The Court also denied a number of motions filed by Mr. Marshall
on grounds that they improperly sought to amend the second
supplemental complaint.
Finally, the Court granted Mr. Marshall
thirty days to submit a proper motion for leave to file an
amended complaint under Fed.R.Civ.P. 15(a).
The Court advised
Mr. Marshall that any proposed amended complaint must comply with
the minimal pleading standards in Fed.R.Civ.P. 8 or would be
subject to dismissal.
Since the Court’s order, Mr. Marshall has filed many
additional documents for this Court’s consideration.
For
purposes of this order, these documents include:
•
a motion for a preliminary injunction and temporary
restraining order (Doc. 74);
•
a motion for extension of time (Doc. 76);
•
duplicate copies of an amendment
(Docs. 77 and 78);
•
a motion for discovery or court order (Doc. 79);
•
duplicate copies of a motion/petition for a court order
(Docs. 81 and 87);
•
a motion to supplement (Doc. 83);
•
a motion/petition to amend as directed (Doc. 85); and
•
a motion/petition (Doc. 86).
Defendants have not responded to any of these motions and
the time for doing so has passed.
Their motions to dismiss
(Docs. 36 and 45) are pending, subject to consideration only in
the event Mr. Marshall’s current motion for leave to amend is
denied.
Documents 77, 78, and 85, taken together, appear to be Mr.

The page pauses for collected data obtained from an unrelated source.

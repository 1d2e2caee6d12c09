//! Protocol detection on freshly accepted connections
//!
//! A TLS client always opens with a handshake record, whose content type byte
//! is `0x16`. Plain HTTP starts with an ASCII method name, so the first byte is
//! enough to tell the two apart.

use super::carryover::{recv_into, Carryover};
use super::DEFAULT_PEEK_SIZE;
use bytes::BytesMut;
use std::io::Read;

/// Content type of a TLS handshake record
pub const HANDSHAKE_MARKER: u8 = 0x16;

/// Transport chosen for a connection
#[derive(Debug, Clone, Copy, PartialEq, Eq)]
pub enum Transport {
    /// TLS handshake detected
    Secure,
    /// Anything else, including a connection that closed before sending
    Plain,
}

impl Transport {
    pub fn as_str(&self) -> &'static str {
        match self {
            Transport::Secure => "tls",
            Transport::Plain => "plain",
        }
    }
}

/// Classify a connection from the bytes it sent first
#[inline]
pub fn classify(prefix: &[u8]) -> Transport {
    match prefix.first() {
        Some(&HANDSHAKE_MARKER) => Transport::Secure,
        _ => Transport::Plain,
    }
}

/// Peek at a new connection and decide its transport
///
/// Issues a single read of up to `DEFAULT_PEEK_SIZE` bytes. A short read or
/// an immediate end of stream are both normal outcomes. A read error is
/// treated like an empty read; the chosen path will hit the same error on its
/// own first read.
pub fn sniff<S: Read>(mut socket: S) -> (Transport, Carryover<S>) {
    let mut peeked = BytesMut::with_capacity(DEFAULT_PEEK_SIZE);

    if let Err(e) = recv_into(&mut socket, &mut peeked, DEFAULT_PEEK_SIZE) {
        tracing::debug!("sniff read failed, treating as empty: {}", e);
    }

    let transport = classify(&peeked);
    tracing::trace!(
        peeked = peeked.len(),
        transport = transport.as_str(),
        "classified connection"
    );

    (transport, Carryover::new(socket, peeked))
}

#[cfg(test)]
mod tests {
    use super::*;
    use crate::mux::socket::mock::ScriptedSocket;

    #[test]
    fn test_classify_marker_byte() {
        assert_eq!(classify(&[0x16]), Transport::Secure);
        assert_eq!(classify(&[0x16, 0x03, 0x01, 0x02, 0x00]), Transport::Secure);

        for first in (0u8..=255).filter(|b| *b != HANDSHAKE_MARKER) {
            assert_eq!(classify(&[first, 0x16]), Transport::Plain, "first byte {first:#04x}");
        }
    }

    #[test]
    fn test_classify_empty_is_plain() {
        assert_eq!(classify(&[]), Transport::Plain);
    }

    #[test]
    fn test_sniff_keeps_peeked_bytes() {
        let socket = ScriptedSocket::new(vec![b"GET / HTTP/1.1\r\n\r\n".to_vec(), b"tail".to_vec()]);
        let (transport, io) = sniff(socket);

        assert_eq!(transport, Transport::Plain);
        assert_eq!(io.buffered(), b"GET / HTTP/1.1\r\n\r\n");
        assert_eq!(io.get_ref().reads(), 1);
    }

    #[test]
    fn test_sniff_reads_at_most_peek_size() {
        let mut hello = vec![HANDSHAKE_MARKER; 1];
        hello.resize(DEFAULT_PEEK_SIZE + 100, 0xaa);
        let (transport, io) = sniff(ScriptedSocket::new(vec![hello]));

        assert_eq!(transport, Transport::Secure);
        assert_eq!(io.buffered().len(), DEFAULT_PEEK_SIZE);
    }

    #[test]
    fn test_sniff_immediate_close_is_plain() {
        let (transport, io) = sniff(ScriptedSocket::new(Vec::new()));

        assert_eq!(transport, Transport::Plain);
        assert!(io.buffered().is_empty());
    }

    #[test]
    fn test_sniff_read_error_is_plain() {
        let socket = ScriptedSocket::failing(std::io::ErrorKind::ConnectionReset);
        let (transport, io) = sniff(socket);

        assert_eq!(transport, Transport::Plain);
        assert!(io.buffered().is_empty());
    }
}
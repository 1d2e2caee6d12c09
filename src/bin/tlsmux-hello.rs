//! Minimal HTTP responder on a TLS/plaintext multiplexed port
//!
//! Answers every request with a short greeting, or with the contents of
//! `--file`, over whichever transport the client picked.

use clap::Parser;
use std::net::SocketAddr;
use std::path::PathBuf;
use tlsmux::mux::tls::cert;
use tlsmux::mux::{
    run, Connection, FileSpan, Received, ServerSettings, Settings, Source, TlsVersion, Verbosity,
};
use tracing_subscriber::{layer::SubscriberExt, util::SubscriberInitExt};

/// Largest request head accepted before answering
const MAX_HEAD: usize = 64 * 1024;

#[derive(Parser)]
#[command(name = "tlsmux-hello")]
#[command(about = "Serve HTTP and HTTPS on one port", long_about = None)]
struct Cli {
    #[arg(long, default_value = "0.0.0.0")]
    host: String,

    #[arg(short, long, default_value_t = 3000)]
    port: u16,

    /// PEM certificate file
    #[arg(long, default_value = "certificate.pem")]
    cert: PathBuf,

    /// PEM private key file
    #[arg(long, default_value = "key.pem")]
    key: PathBuf,

    /// Intermediate certificate files, in order
    #[arg(long)]
    chain: Vec<PathBuf>,

    /// Generate a throwaway certificate for this name instead of loading files
    #[arg(long, value_name = "NAME")]
    self_signed: Option<String>,

    /// Serve plaintext clients instead of denying them
    #[arg(long)]
    allow_insecure: bool,

    /// Enabled TLS versions
    #[arg(long, value_delimiter = ',', default_value = "TLSv1.3,TLSv1.2,TLSv1.1")]
    versions: Vec<TlsVersion>,

    /// TLS log detail: quiet, handshake or records
    #[arg(long, default_value = "quiet")]
    verbosity: Verbosity,

    /// Serve this file as the response body
    #[arg(long)]
    file: Option<PathBuf>,
}

fn main() -> Result<(), Box<dyn std::error::Error>> {
    let cli = Cli::parse();

    tracing_subscriber::registry()
        .with(
            tracing_subscriber::EnvFilter::try_from_default_env()
                .unwrap_or_else(|_| "tlsmux=debug,tlsmux_hello=info".into()),
        )
        .with(tracing_subscriber::fmt::layer())
        .init();

    let mut builder = Settings::builder()
        .versions(&cli.versions)
        .verbosity(cli.verbosity);

    builder = match &cli.self_signed {
        Some(name) => {
            let identity = cert::generate(name)?;
            tracing::info!("using self-signed certificate for {}", name);
            builder
                .certificate(Source::memory(identity.certificate_pem))
                .key(Source::memory(identity.key_pem))
        }
        None => {
            let mut builder = builder
                .certificate(Source::file(&cli.cert))
                .key(Source::file(&cli.key));
            for path in &cli.chain {
                builder = builder.chain(Source::file(path));
            }
            builder
        }
    };

    if cli.allow_insecure {
        builder = builder.allow_insecure();
    }

    let settings = builder.build()?;
    let server = ServerSettings::default().host(cli.host).port(cli.port);
    let file = cli.file;

    run(settings, server, move |conn: &mut dyn Connection, peer: SocketAddr| {
        respond(conn, peer, file.as_ref())
    })?;

    Ok(())
}

fn respond(
    conn: &mut dyn Connection,
    peer: SocketAddr,
    file: Option<&PathBuf>,
) -> tlsmux::mux::Result<()> {
    let mut head = Vec::new();
    while !head.windows(4).any(|w| w == b"\r\n\r\n") {
        match conn.receive()? {
            Received::Data(chunk) => head.extend_from_slice(&chunk),
            Received::EndOfStream => return Ok(()),
        }
        if head.len() > MAX_HEAD {
            return conn.send_all(b"HTTP/1.1 431 Request Header Fields Too Large\r\n\r\n");
        }
    }

    let request_line = head.split(|b| *b == b'\n').next().unwrap_or_default();
    tracing::info!(
        "{} {} {}",
        peer,
        if conn.is_secure() { "https" } else { "http" },
        String::from_utf8_lossy(request_line).trim_end()
    );

    match file {
        Some(path) => {
            let length = std::fs::metadata(path)?.len();
            let header = format!(
                "HTTP/1.1 200 OK\r\nContent-Type: application/octet-stream\r\nContent-Length: {}\r\nConnection: close\r\n\r\n",
                length
            );
            conn.send_file(FileSpan::new(path, 0, length).header(header))
        }
        None => {
            let body = if conn.is_secure() {
                "Hello over TLS\n"
            } else {
                "Hello in plaintext\n"
            };
            let header = format!(
                "HTTP/1.1 200 OK\r\nContent-Type: text/plain\r\nContent-Length: {}\r\nConnection: close\r\n\r\n",
                body.len()
            );
            conn.send_many(&[header.as_bytes(), body.as_bytes()])
        }
    }
}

Marshall’s motion for leave to file an amended complaint in
compliance with the Court’s previous order.
Although they were
received and docketed by the Court on different days, and the
actual motion was filed out of sequence and more than 30 days
after the Court’s order, the certificates of service included
with each filing indicate Mr. Marshall’s intention to serve them
on October 21, 2015.
Consequently, the Court will consider the
motion to amend as having been timely filed as directed and will
turn to these filings first.
The Court explained to Mr. Marshall in its previous order
that his proposed amended complaint must meet the minimal
pleading standards of Fed.R.Civ.P. 8 or it is subject to
dismissal.
As the Court stated:
... Fed. R. Civ. P. 8(a) requires the party to
make a “short and plain statement of the claim showing
that the pleader is entitled to relief.” Pro se
complaints, while construed liberally, are required to
provide each defendant with fair notice of the basis
for the claims against that defendant. See Brown v.
Matauszak, 415 Fed. Appx. 608, 613 (6th Cir. 2011);
Wells v. Brown, 891 F.2d 591, 594 (6th Cir. 1989). A
pro se complaint which merely names a person as a
2
defendant without alleging how the named defendant was
involved in any alleged constitutional violation will
be subject to dismissal. See Gilmore Corrections Corp.
of America, 92 Fed. Appx. 188, 190 (6th Cir.
2004)(“Merely listing names in the caption of the
complaint and alleging constitutional violations in the
body of the complaint is not enough to sustain recovery
under §1983.”); Frazier v. Michigan, 41 Fed. Appx. 762,
764 (6th Cir. 2002) (dismissing plaintiff’s claims
where complaint did not allege with any degree of
specificity which of the named defendants were
personally involved in or responsible for each alleged
violation of rights); see also Potter v. Clark, 497
F.2d 1206, 1207 (7th Cir. 1974) (“Where a complaint ...
is silent as to the defendant except for his name
appearing in the caption, the complaint is properly
dismissed, even under the liberal construction to be
given to pro se complaints”). In other words, if Mr.
Marshall properly seeks leave to file an amended
complaint, the proposed amended complaint should allege
conduct which connects each defendant to his claims in
order to satisfy the minimal pleading standards of Fed.
R. Civ. P. 8.
See Order, Doc. 73 pp. 3-4.
According to the caption of the motion (Doc. 85), Mr.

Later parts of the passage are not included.